Successive limited comparisons is the analytical engine of the branch method. Where the root method would enumerate all possible alternatives and evaluate each against all possible values, successive limited comparisons proceeds differently: limit the comparison to two to five alternatives that differ incrementally from the current situation, evaluate them only on the dimensions where they differ, choose the one whose consequences are most acceptable, and repeat. The method is successive because each comparison produces information that informs the next one. It is limited because no single comparison attempts to be comprehensive. And it is comparative because alternatives are evaluated against each other, not against an abstract ideal.
The power of the method derives from its constraints. By limiting the number of alternatives, the analyst can examine each in serious detail. By limiting the dimensions of evaluation to those where alternatives differ, the analyst conserves cognitive resources for the comparisons that matter. By proceeding successively, the analyst preserves optionality: each step is small enough to reverse if it proves wrong, and the information generated by each step improves the next one.
The Orange Pill's framework of Swimmer, Believer, and Beaver is successive limited comparison at its most effective. Three concrete alternatives, each defined in relation to the others, evaluated against their practical consequences rather than against a comprehensive value framework. The comparison illuminates each position in ways that a taxonomy of all possible responses never could. The reader does not need to evaluate the positions against abstract values — she can evaluate them against her own experience, her own assessment of practical consequences. Two readers who disagree about ultimate values can still agree on what the Swimmer's refusal, the Believer's acceleration, and the Beaver's intervention actually produce.
Applied to AI education policy, the method asks: compare the alternative of integrating AI tools with specific guidelines, the alternative of integrating them without guidelines, and the alternative of not integrating them at all. Each district evaluates these alternatives against the specific dimensions where they differ — cognitive development, skill acquisition, equity implications — in the specific context of its students and community. The evaluation is imperfect. The information is incomplete. The decision is revisable. And the decision can be made, which is more than the comprehensive method can promise.

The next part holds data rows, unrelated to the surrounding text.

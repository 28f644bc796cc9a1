mod config;
mod polling;

use std::env;

use tempfile::TempDir;

/// RAII guard for environment variables - automatically restores on drop
pub(crate) struct EnvGuard {
    key: &'static str,
    original: Option<String>,
}

impl EnvGuard {
    pub(crate) fn set(key: &'static str, value: &str) -> Self {
        unsafe {
            let original = env::var(key).ok();
            env::set_var(key, value);
            Self { key, original }
        }
    }
}

impl Drop for EnvGuard {
    fn drop(&mut self) {
        unsafe {
            match &self.original {
                Some(val) => env::set_var(self.key, val),
                None => env::remove_var(self.key),
            }
        }
    }
}

/// Create a temp config directory and point ACAD_CONFIG_DIR at it
pub(crate) fn setup_config_dir() -> (TempDir, EnvGuard) {
    let temp = TempDir::new().unwrap();
    let guard = EnvGuard::set("ACAD_CONFIG_DIR", temp.path().to_str().unwrap());
    (temp, guard)
}
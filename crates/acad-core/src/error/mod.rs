use std::result::Result as StdResult;

use error_location::ErrorLocation;
use thiserror::Error;

#[derive(Error, Debug)]
pub enum CoreError {
    #[error("Validation error: {message} {location}")]
    Validation {
        message: String,
        location: ErrorLocation,
    },

    #[error("Invalid board column: {value} {location}")]
    InvalidBoardColumn {
        value: String,
        location: ErrorLocation,
    },

    #[error("Invalid task priority: {value} {location}")]
    InvalidPriority {
        value: String,
        location: ErrorLocation,
    },

    #[error("Invalid task tag: {value} {location}")]
    InvalidTaskTag {
        value: String,
        location: ErrorLocation,
    },

    #[error("Invalid lead status: {value} {location}")]
    InvalidLeadStatus {
        value: String,
        location: ErrorLocation,
    },

    #[error("Invalid {kind} status: {value} {location}")]
    InvalidStatus {
        kind: &'static str,
        value: String,
        location: ErrorLocation,
    },
}

impl CoreError {
    /// Create a validation error at the caller's location
    #[track_caller]
    pub fn validation<S: Into<String>>(message: S) -> Self {
        CoreError::Validation {
            message: message.into(),
            location: ErrorLocation::from(std::panic::Location::caller()),
        }
    }

    /// True for errors raised by client-side form checks
    pub fn is_validation(&self) -> bool {
        matches!(self, CoreError::Validation { .. })
    }
}

pub type Result<T> = StdResult<T, CoreError>;
use crate::{DEFAULT_LOG_DIRECTORY, DEFAULT_LOG_LEVEL, LogLevel};

use serde::Deserialize;

#[derive(Debug, Clone, Deserialize)]
#[serde(default)]
pub struct LoggingConfig {
    pub level: LogLevel,
    /// Directory for log files, relative to the config directory
    pub dir: String,
    /// Log file name; stderr when unset
    pub file: Option<String>,
    /// Colored output when logging to a terminal
    pub colored: bool,
}

impl Default for LoggingConfig {
    fn default() -> Self {
        Self {
            level: LogLevel(DEFAULT_LOG_LEVEL),
            dir: String::from(DEFAULT_LOG_DIRECTORY),
            file: None,
            colored: true,
        }
    }
}
mod client;
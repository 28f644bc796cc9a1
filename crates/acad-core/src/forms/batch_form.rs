use crate::forms::require_non_blank;
use crate::{CoreError, Result as CoreResult};

use chrono::NaiveDate;
use serde::Serialize;

#[derive(Debug, Clone, Default, Serialize)]
#[serde(rename_all = "camelCase")]
pub struct BatchForm {
    pub name: String,
    #[serde(skip_serializing_if = "Option::is_none")]
    pub course: Option<String>,
    #[serde(skip_serializing_if = "Option::is_none")]
    pub start_date: Option<NaiveDate>,
    #[serde(skip_serializing_if = "Option::is_none")]
    pub end_date: Option<NaiveDate>,
    #[serde(skip_serializing_if = "Option::is_none")]
    pub capacity: Option<u32>,
}

impl BatchForm {
    #[track_caller]
    pub fn validate(&self) -> CoreResult<()> {
        require_non_blank("batch name", &self.name)?;
        if let (Some(start), Some(end)) = (self.start_date, self.end_date)
            && start > end
        {
            return Err(CoreError::validation("batch cannot end before it starts"));
        }
        Ok(())
    }
}
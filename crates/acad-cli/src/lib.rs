//! acad-cli library
//!
//! REST client for the academy back office plus the session, board and
//! distribution services the `acad` binary is built on. Exported for the
//! integration tests.

pub(crate) mod activity_commands;
pub(crate) mod admission_commands;
pub(crate) mod auth_commands;
pub mod bulk_assign;
pub mod cli;
pub(crate) mod client;
pub mod commands;
pub mod error;
pub(crate) mod fee_commands;
pub mod fees;
pub(crate) mod hr_commands;
pub mod kanban;
pub(crate) mod lead_commands;
pub mod logger;
pub(crate) mod message_commands;
pub mod messaging;
pub mod poller;
pub mod session;
pub mod submit_guard;
pub(crate) mod task_commands;

#[cfg(test)]
mod tests;

pub use client::{
    BoardScope, Client, ClientError, ClientResult, HandoverKind, LeadQuery, LoginResponse,
};
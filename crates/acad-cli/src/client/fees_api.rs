use crate::{Client, ClientResult};

use acad_core::{FeeFollowUpForm, PaymentCollection, StudentDue};

use reqwest::Method;
use serde_json::Value;

impl Client {
    // =========================================================================
    // Admission Fee Operations
    // =========================================================================

    /// Admitted students with an outstanding balance
    pub async fn get_students_with_dues(&self) -> ClientResult<Vec<StudentDue>> {
        let req = self.request(Method::GET, "/admission-fees/dues");
        self.execute_as(req, "students").await
    }

    /// Payment and follow-up history of a student
    pub async fn get_student_history(&self, student_id: &str) -> ClientResult<Value> {
        let req = self.request(
            Method::GET,
            &format!("/admission-fees/{}/history", student_id),
        );
        self.execute(req).await
    }

    /// Record a follow-up call about dues
    pub async fn add_follow_up(
        &self,
        student_id: &str,
        follow_up: &FeeFollowUpForm,
    ) -> ClientResult<Value> {
        follow_up.validate()?;

        let req = self
            .request(
                Method::POST,
                &format!("/admission-fees/{}/follow-ups", student_id),
            )
            .json(follow_up);
        self.execute(req).await
    }

    /// Submit a partial or full payment.
    ///
    /// Sends without checking the balance; use `fees::collect_payment` for
    /// the validated path.
    pub async fn update_admission_fee_payment(
        &self,
        student_id: &str,
        payment: &PaymentCollection,
    ) -> ClientResult<Value> {
        self.submit_fee_payment(student_id, payment, "").await
    }

    /// Payment PATCH whose idempotency key also covers `scope`
    pub(crate) async fn submit_fee_payment(
        &self,
        student_id: &str,
        payment: &PaymentCollection,
        scope: &str,
    ) -> ClientResult<Value> {
        let req = self.idempotent_request(
            Method::PATCH,
            &format!("/admission-fees/{}/payment", student_id),
            payment,
            scope,
        )?;
        self.execute(req).await
    }
}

The method's genius is that it accommodates disagreement. Parties who disagree about ultimate purposes can still agree on the direction of improvement from the current position. A school district does not need a comprehensive theory of education to decide whether this year's AI policy should be modified based on last year's experience. The agreement required for action is much less demanding than the agreement the comprehensive method requires.
Lindblom's 1959 article introduced the term alongside 'branch method' and 'muddling through' as complementary descriptions of the same analytical strategy — each emphasizing a different feature of the approach.
Comparison, not optimization. The method compares alternatives against each other, not against an abstract optimum. The alternative chosen is the best of the options considered, not the best of all possible options.
Marginal evaluation. Alternatives are evaluated on the dimensions where they differ. Dimensions on which they are identical are ignored — not because they do not matter but because comparing identical values is wasted cognitive effort.
Iterative learning. Each comparison generates information for the next one. The accumulated learning across many comparisons builds knowledge that no single comparison could produce.
Agreement through practice. Agreement on alternatives is more achievable than agreement on values, because practical consequences are more observable than abstract commitments.